(Your instructions) Each line from the line that includes "results in nisq-core" through the end of the material below must be transcribed exactly, with no other lines.

(Data for the task)
//! Core types for noisy density-matrix simulation
//!
//! This crate describes *what* is simulated:
//! - [`DeviceProfile`]: native gates with error rates and durations, coupling
//!   map, per-qubit T1/T2
//! - [`CompiledCircuit`]: a routed gate list over physical qubits plus the
//!   final [`QubitLayout`]
//! - [`GateKind`]: the closed native gate catalog and its operator tables
//! - [`noise`]: Kraus channels for gate errors and idle decoherence
//!
//! # Example
//! ```
//! use nisq_core::{CompiledCircuit, DeviceProfile, GateKind, QubitLayout};
//!
//! let device = DeviceProfile::ideal(2).unwrap();
//! let mut circuit = CompiledCircuit::new(2, QubitLayout::identity(2)).unwrap();
//! circuit.push(GateKind::H, &[0]).unwrap();
//! circuit.push(GateKind::Cx, &[0, 1]).unwrap();
//! assert!(circuit.gates().iter().all(|op| device.supports(op.kind())));
//! ```

pub mod circuit;
pub mod device;
pub mod error;
pub mod gate;
pub mod matrices;
pub mod noise;
pub mod qubit;

#[cfg(feature = "serialization")]
pub mod serialization;

// Re-exports for convenience
pub use circuit::{CompiledCircuit, QubitLayout};
pub use device::{DeviceProfile, DeviceProfileBuilder, GateSpec, QubitProperties};
pub use error::QuantumError;
pub use gate::{GateKind, GateOp};
pub use num_complex::Complex64;
pub use qubit::QubitId;

/// Type alias for results in nisq-core
pub type Result<T> = std::result::Result<T, QuantumError>;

(Result of this task)
/// Type alias for results in nisq-core
pub type Result<T> = std::result::Result<T, QuantumError>;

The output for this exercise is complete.